Décliner un concept n’est pas parasiter
Les idées étant de libre parcours, le fait de reprendre le concept d’un concurrent en le déclinant ne constitue pas un acte de parasitisme.
Une personne a créé des dessins stylisés, apposés sur des bouteilles de vin, identifiant des plats par référence aux vins auxquels ils sont associés et a déposé les marques « poulet chicken pollo », « poisson fish pesce », « agneau lamb agnello », « canard duck pato », spaghetti pasta tortellini » et « bœuf beef ternera », composées de ces dessins .
Par la suite, il a concédé une licence d’exploitation exclusive sur ces dessins et marques à une société qui a exploité ces dessins sur des bouteilles de sa gamme dénommée « boire et manger ».
A la suite de la cessation d’activité de la société de l’auteur des dessins, la société licenciée a cessé de régler ses redevances puis commercialisé des bouteilles de vin comportant des dessins associant des plats et vins.
L’auteur des dessins l’a donc assigné en contrefaçon de droits d’auteur et de marques ainsi qu’en parasitisme.
La Cour d’appel ayant condamné la société licenciée pour contrefaçon de marques et parasitisme, cette dernière a formé un pourvoi en cassation.
Sur le parasitisme, la société licenciée reprochait à la Cour d’appel d’avoir considéré qu’elle avait, en étendant ce concept, cherché à profiter sans bourse délier du succès économique de l’auteur, après avoir relevé :
- qu’elle avait poursuivi le concept créé par l’auteur avec les dessins d’autres produits, en déclinant certains d’entre eux par l’adjonction du terme « Big » et déposé une marque semi-figurative « dinde turkey pavo » dans le style propre à l’auteur correspondant à la déclinaison trilingue mise en place par ce dernier ;
- qu’elle s’était appropriée une façon innovante de représenter sur une bouteille de vin un dessin décoratif suggérant de façon ludique l’association d’une boisson à un plat.
La Cour de cassation casse l’arrêt aux motifs que « les idées étant de libre parcours, le seul fait de reprendre, en le déclinant, un concept mis en œuvre par un concurrent ne constitue pas un acte de parasitisme ».
La Cour de cassation considère ainsi que décliner le concept d’un concurrent n’est pas le copier.
La justification donnée par la Cour de cassation est que « les idées sont de libre parcours ».
La Cour de cassation a basé sa décision sur l’adage qui est normalement appliqué en droit de la propriété intellectuelle pour indiquer que seules les créations sont protégeables par le droit d’auteur et pas les idées ou concepts.
La jurisprudence considère en effet de manière constante que « la propriété littéraire et artistique ne protège pas les idées ou concepts, mais seulement la forme originale sous laquelle ils se sont exprimés ».
Cette position est critiquable dans la mesure où elle ne prend pas en compte le fait qu’une idée commerciale a une valeur économique.
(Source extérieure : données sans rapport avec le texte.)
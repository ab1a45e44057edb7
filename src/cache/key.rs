//! Cache keys for resolved resource URLs.

use sha2::{Digest, Sha256};
use std::fmt;
use std::hash::{Hash, Hasher};
use url::Url;

use crate::error::{Error, Result};

/// Identity of a requested resource, derived from the URL it resolves to.
///
/// The resource is joined onto the base URL first, so `items/1` and
/// `/items/1` only share a key when they name the same URL. After that,
/// only parts that do not change the response are canonicalized:
///
/// - any `#fragment` is dropped
/// - empty query pairs are dropped
/// - query pairs are stably sorted by key name, so repeated keys keep their
///   relative order
///
/// Case is preserved. The storage key is the hex SHA-256 of the canonical
/// URL, so it has a fixed length whatever the path looks like.
#[derive(Debug, Clone)]
pub struct ResourceKey {
  url: Url,
  canonical: String,
  hash: String,
}

impl ResourceKey {
  /// Resolve `resource` against `base` and derive its key.
  pub fn resolve(base: &Url, resource: &str) -> Result<Self> {
    if resource.trim().is_empty() {
      return Err(Error::EmptyResource);
    }

    let url = base.join(resource).map_err(|source| Error::InvalidUrl {
      input: resource.to_string(),
      source,
    })?;

    Ok(Self::from_url(url))
  }

  pub fn from_url(url: Url) -> Self {
    let canonical = canonicalize(&url);

    let mut hasher = Sha256::new();
    hasher.update(b"resource:");
    hasher.update(canonical.as_bytes());
    let hash = hex::encode(hasher.finalize());

    Self {
      url,
      canonical,
      hash,
    }
  }

  /// Storage key.
  pub fn as_str(&self) -> &str {
    &self.hash
  }

  /// Canonical URL the storage key was hashed from.
  pub fn canonical(&self) -> &str {
    &self.canonical
  }

  /// The URL as resolved, before canonicalization. This is what gets requested.
  pub fn url(&self) -> &Url {
    &self.url
  }
}

impl PartialEq for ResourceKey {
  fn eq(&self, other: &Self) -> bool {
    self.hash == other.hash
  }
}

impl Eq for ResourceKey {}

impl Hash for ResourceKey {
  fn hash<H: Hasher>(&self, state: &mut H) {
    self.hash.hash(state);
  }
}

impl fmt::Display for ResourceKey {
  fn fmt(&self, f: &mut fmt::Formatter<'_>) -> fmt::Result {
    f.write_str(&self.canonical)
  }
}

fn canonicalize(url: &Url) -> String {
  let mut url = url.clone();
  url.set_fragment(None);

  let query = url.query().map(sort_query);
  match query.as_deref() {
    Some("") | None => url.set_query(None),
    Some(q) => url.set_query(Some(q)),
  }

  url.into()
}

fn sort_query(query: &str) -> String {
  let mut pairs: Vec<&str> = query.split('&').filter(|p| !p.is_empty()).collect();
  // Stable: repeated keys are often order-sensitive
  pairs.sort_by(|a, b| query_name(a).cmp(query_name(b)));
  pairs.join("&")
}

fn query_name(pair: &str) -> &str {
  pair.split_once('=').map_or(pair, |(name, _)| name)
}
//! Attendance day view and per-employee history.
//!
//! Both views overlay leave on top of clock records: the day view shows approved leave for
//! employees who have no clock record that day, the history expands every leave request
//! into one row per day.

use chrono::NaiveDate;
use serde::Serialize;

use crate::errors::AppError;
use crate::filter::cascade::DepartmentScope;
use crate::filter::{normalize_token, Pipeline};
use crate::models::operations::{AttendanceRecord, AttendanceStatus};
use crate::models::requests::{ApprovalStatus, LeaveRequest, LeaveType};
use crate::models::Employee;

/// One row of the day view.
#[derive(Debug, Clone, PartialEq, Serialize)]
#[serde(tag = "record_type", rename_all = "snake_case")]
pub enum DayRow {
    Attendance(AttendanceRecord),
    Leave(LeaveRequest),
}

impl DayRow {
    pub fn employee_name(&self) -> &str {
        match self {
            DayRow::Attendance(r) => &r.employee_name,
            DayRow::Leave(r) => &r.employee_name,
        }
    }
}

/// The status filter of the day view: a clock status selects attendance rows, a leave
/// type selects leave rows.
#[derive(Debug, Clone, Copy, PartialEq, Eq, Hash)]
pub enum DayStatus {
    Attendance(AttendanceStatus),
    Leave(LeaveType),
}

impl DayStatus {
    /// Parses the filter value, ignoring case and spaces. `None` for "all" or empty.
    pub fn parse(raw: &str) -> Result<Option<Self>, AppError> {
        let status = match normalize_token(raw).as_str() {
            "" | "all" => return Ok(None),
            "ontime" => DayStatus::Attendance(AttendanceStatus::OnTime),
            "late" => DayStatus::Attendance(AttendanceStatus::Late),
            "absent" => DayStatus::Attendance(AttendanceStatus::Absent),
            "present" => DayStatus::Attendance(AttendanceStatus::Present),
            "vacation" => DayStatus::Leave(LeaveType::Vacation),
            "sickleave" => DayStatus::Leave(LeaveType::SickLeave),
            "personal" => DayStatus::Leave(LeaveType::Personal),
            other => {
                return Err(AppError::Validation(format!(
                    "unknown attendance status '{other}'"
                )))
            }
        };
        Ok(Some(status))
    }

    pub fn admits(self, row: &DayRow) -> bool {
        match (self, row) {
            (DayStatus::Attendance(status), DayRow::Attendance(r)) => r.status == status,
            (DayStatus::Leave(leave_type), DayRow::Leave(r)) => r.leave_type == leave_type,
            _ => false,
        }
    }
}

/// Clock records of `day` followed by approved leave covering it. Leave is only added for
/// employees not already listed, so one employee never appears twice.
pub fn rows_for_day(
    attendance: &[AttendanceRecord],
    leave: &[LeaveRequest],
    day: NaiveDate,
) -> Vec<DayRow> {
    let mut rows: Vec<DayRow> = attendance
        .iter()
        .filter(|r| r.date == day)
        .cloned()
        .map(DayRow::Attendance)
        .collect();
    for request in leave
        .iter()
        .filter(|r| r.status == ApprovalStatus::Approved && r.covers(day))
    {
        if !rows.iter().any(|row| row.employee_name() == request.employee_name) {
            rows.push(DayRow::Leave(request.clone()));
        }
    }
    rows
}

#[derive(Debug, Clone, Default, PartialEq, Eq)]
pub struct DayFilter {
    pub search: String,
    pub scope: DepartmentScope,
    pub status: Option<DayStatus>,
}

pub fn filter_day(rows: &[DayRow], filter: &DayFilter, directory: &[Employee]) -> Vec<DayRow> {
    let mut pipeline = Pipeline::<DayRow>::new()
        .filter(|row: &DayRow| filter.scope.admits_name(row.employee_name(), directory))
        .search(&filter.search, |row: &DayRow| vec![row.employee_name()]);
    if let Some(status) = filter.status {
        pipeline = pipeline.filter(move |row: &DayRow| status.admits(row));
    }
    pipeline.run(rows)
}

#[derive(Debug, Clone, PartialEq, Serialize)]
pub struct HistoryRow {
    pub date: NaiveDate,
    pub record: DayRow,
}

/// Every clock record of `employee_name` and one row per day of each of their leave
/// requests, whatever its status. Newest first; same-day rows keep clock records first.
pub fn history(
    employee_name: &str,
    attendance: &[AttendanceRecord],
    leave: &[LeaveRequest],
) -> Vec<HistoryRow> {
    let clock_rows = attendance
        .iter()
        .filter(|r| r.employee_name == employee_name)
        .map(|r| HistoryRow {
            date: r.date,
            record: DayRow::Attendance(r.clone()),
        });
    let leave_rows = leave
        .iter()
        .filter(|r| r.employee_name == employee_name)
        .flat_map(|r| {
            r.start_date
                .iter_days()
                .take_while(move |day| *day <= r.end_date)
                .map(move |date| HistoryRow {
                    date,
                    record: DayRow::Leave(r.clone()),
                })
        });
    let mut rows: Vec<HistoryRow> = clock_rows.chain(leave_rows).collect();
    rows.sort_by(|a, b| b.date.cmp(&a.date));
    rows
}

#[cfg(test)]
mod tests {
    use super::*;
    use crate::filter::Choice;
    use crate::models::Department;
    use crate::seed::SeedData;

    fn anchor() -> NaiveDate {
        NaiveDate::from_ymd_opt(2024, 6, 15).unwrap()
    }

    fn seed() -> SeedData {
        SeedData::build(anchor())
    }

    #[test]
    fn test_day_rows_put_clock_records_first() {
        let seed = seed();
        let rows = rows_for_day(&seed.attendance, &seed.leave, anchor());
        assert_eq!(rows.len(), 5);
        assert!(rows.iter().all(|r| matches!(r, DayRow::Attendance(_))));
    }

    #[test]
    fn test_day_rows_add_leave_for_absent_employees_only() {
        let seed = seed();
        let yesterday = anchor().pred_opt().unwrap();
        let rows = rows_for_day(&seed.attendance, &seed.leave, yesterday);
        // Three clock records plus Diana's approved sick day.
        assert_eq!(rows.len(), 4);
        match &rows[3] {
            DayRow::Leave(r) => assert_eq!(r.id, "LR004"),
            other => panic!("expected leave row, got {other:?}"),
        }
    }

    #[test]
    fn test_day_rows_skip_unapproved_and_duplicate_leave() {
        let seed = seed();
        let day = anchor().pred_opt().unwrap();
        let mut leave = seed.leave.clone();
        // Ethan has a clock record that day; his approved leave must not add a second row.
        leave.push(LeaveRequest {
            id: "LR900".to_string(),
            status: ApprovalStatus::Approved,
            ..seed.leave[2].clone()
        });
        let rows = rows_for_day(&seed.attendance, &leave, day);
        let ethan = rows.iter().filter(|r| r.employee_name() == "Ethan Hunt").count();
        assert_eq!(ethan, 1);
    }

    #[test]
    fn test_leave_shown_on_boundary_days() {
        let seed = seed();
        let mut leave = seed.leave.clone();
        leave[0].status = ApprovalStatus::Approved;
        for offset in [0, 5] {
            let day = anchor() + chrono::Duration::days(offset);
            let rows = rows_for_day(&[], &leave, day);
            assert!(rows.iter().any(|r| r.employee_name() == "Bob Williams"));
        }
        let after = anchor() + chrono::Duration::days(6);
        assert!(rows_for_day(&[], &leave, after).is_empty());
    }

    #[test]
    fn test_status_parse_normalizes() {
        assert_eq!(
            DayStatus::parse("On Time").unwrap(),
            Some(DayStatus::Attendance(AttendanceStatus::OnTime))
        );
        assert_eq!(
            DayStatus::parse("sick leave").unwrap(),
            Some(DayStatus::Leave(LeaveType::SickLeave))
        );
        assert_eq!(DayStatus::parse("all").unwrap(), None);
        assert!(DayStatus::parse("sleeping").is_err());
    }

    #[test]
    fn test_status_filter_selects_one_row_kind() {
        let seed = seed();
        let yesterday = anchor().pred_opt().unwrap();
        let rows = rows_for_day(&seed.attendance, &seed.leave, yesterday);

        let filter = DayFilter {
            status: Some(DayStatus::Leave(LeaveType::SickLeave)),
            ..Default::default()
        };
        let found = filter_day(&rows, &filter, &seed.employees);
        assert_eq!(found.len(), 1);
        assert_eq!(found[0].employee_name(), "Diana Prince");

        let filter = DayFilter {
            status: Some(DayStatus::Attendance(AttendanceStatus::Late)),
            ..Default::default()
        };
        let found = filter_day(&rows, &filter, &seed.employees);
        assert_eq!(found.len(), 1);
        assert_eq!(found[0].employee_name(), "Bob Williams");
    }

    #[test]
    fn test_day_filter_department_scope() {
        let seed = seed();
        let rows = rows_for_day(&seed.attendance, &seed.leave, anchor());
        let mut filter = DayFilter::default();
        filter.scope.set_department(Choice::Only(Department::Sales));
        let found = filter_day(&rows, &filter, &seed.employees);
        assert_eq!(found.len(), 1);
        assert_eq!(found[0].employee_name(), "Charlie Brown");
    }

    #[test]
    fn test_history_expands_leave_days_newest_first() {
        let seed = seed();
        let rows = history("Bob Williams", &seed.attendance, &seed.leave);
        // Two clock records plus six days of pending vacation.
        assert_eq!(rows.len(), 8);
        assert!(rows.windows(2).all(|w| w[0].date >= w[1].date));
        assert_eq!(rows[0].date, anchor() + chrono::Duration::days(5));
    }

    #[test]
    fn test_history_for_unknown_employee_is_empty() {
        let seed = seed();
        assert!(history("Nobody", &seed.attendance, &seed.leave).is_empty());
    }
}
Le parasitaire en déclinant les idées d’un concurrent, a cherché à profiter des fruits du travail intellectuel de l’auteur et a profité d’un avantage concurrentiel, ce qui aurait pu être appréhendé sous l’angle du parasitisme.
Toutefois, la Cour de cassation confirme l’arrêt rendu par la Cour d’appel en ce qu’elle a considéré qu’il y avait contrefaçon de marques, celle-ci ayant déduit que les habillages étaient de nature à créer un risque de confusion dans l’esprit du public entre les signes en présence après avoir relevé que :
- visuellement : en dépit de la différence dans la présentation des éléments figuratifs et de détails sur la représentation des animaux et de l’ajout d’un macaron « boire et manger », il résultait de la présentation enfantine des dessins, une impression de grande similitude, confortée par la reproduction, en dessous des dessins, de la même manière, sur une ligne en lettres capitales d’imprimerie, des trois éléments verbaux désignant les animaux ou aliments représentés ;
- phonétiquement : malgré l’ajout du macaron ou la modification de certains éléments verbaux, une prononciation scandée de trois appellations aux sonorités différentes, avec reprise de termes connus, demeurait prépondérante ;
- intellectuellement : les illustrations renvoient au même concept de présentation ludique de dessins représentant les animaux ou aliments dénommés dans trois langues pour présenter des produits similaires à ceux désignés par les marques.
La Cour considère donc que la Cour d’appel a procédé à la comparaison de l’impression d’ensemble produite par chacune des marques invoquées et chacun des signes incriminés.
Enfin, l’arrêt est confirmé sur le rejet des demandes de l’auteur au titre de la contrefaçon de droits d’auteur aux motifs que celui qui agit en contrefaçon d’une œuvre doit identifier ce qui caractérise l’originalité et que l’auteur n’a identifié aucune combinaison d’éléments caractéristiques.